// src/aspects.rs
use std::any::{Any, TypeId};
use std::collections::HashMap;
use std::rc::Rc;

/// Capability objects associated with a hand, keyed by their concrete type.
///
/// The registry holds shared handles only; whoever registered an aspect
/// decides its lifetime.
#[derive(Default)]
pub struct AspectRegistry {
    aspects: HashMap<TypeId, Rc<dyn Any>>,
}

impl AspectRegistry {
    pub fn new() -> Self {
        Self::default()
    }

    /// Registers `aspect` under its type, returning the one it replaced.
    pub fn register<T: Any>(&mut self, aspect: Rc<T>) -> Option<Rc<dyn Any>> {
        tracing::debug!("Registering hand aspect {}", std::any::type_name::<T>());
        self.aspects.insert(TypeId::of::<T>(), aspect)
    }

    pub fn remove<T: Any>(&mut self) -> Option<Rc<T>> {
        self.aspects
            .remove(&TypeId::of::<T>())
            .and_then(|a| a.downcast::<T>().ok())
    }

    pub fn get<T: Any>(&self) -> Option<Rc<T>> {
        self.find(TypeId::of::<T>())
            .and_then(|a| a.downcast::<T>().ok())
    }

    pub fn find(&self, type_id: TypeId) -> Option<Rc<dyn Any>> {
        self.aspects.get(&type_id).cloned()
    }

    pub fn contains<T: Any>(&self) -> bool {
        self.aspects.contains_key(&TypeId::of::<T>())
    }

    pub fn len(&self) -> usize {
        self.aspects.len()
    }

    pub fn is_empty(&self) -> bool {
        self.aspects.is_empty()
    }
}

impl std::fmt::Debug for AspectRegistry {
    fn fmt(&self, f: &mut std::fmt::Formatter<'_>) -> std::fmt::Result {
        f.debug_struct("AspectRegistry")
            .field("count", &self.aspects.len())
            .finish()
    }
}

______

** Exercise directions **
With the line containing "pub fn contains<T: Any>(&self)" as the start, transcribe each line through the end of the listing above, exactly and only.

** Answer area **
    pub fn contains<T: Any>(&self) -> bool {
        self.aspects.contains_key(&TypeId::of::<T>())
    }

    pub fn len(&self) -> usize {
        self.aspects.len()
    }

    pub fn is_empty(&self) -> bool {
        self.aspects.is_empty()
    }
}

impl std::fmt::Debug for AspectRegistry {
    fn fmt(&self, f: &mut std::fmt::Formatter<'_>) -> std::fmt::Result {
        f.debug_struct("AspectRegistry")
            .field("count", &self.aspects.len())
            .finish()
    }
}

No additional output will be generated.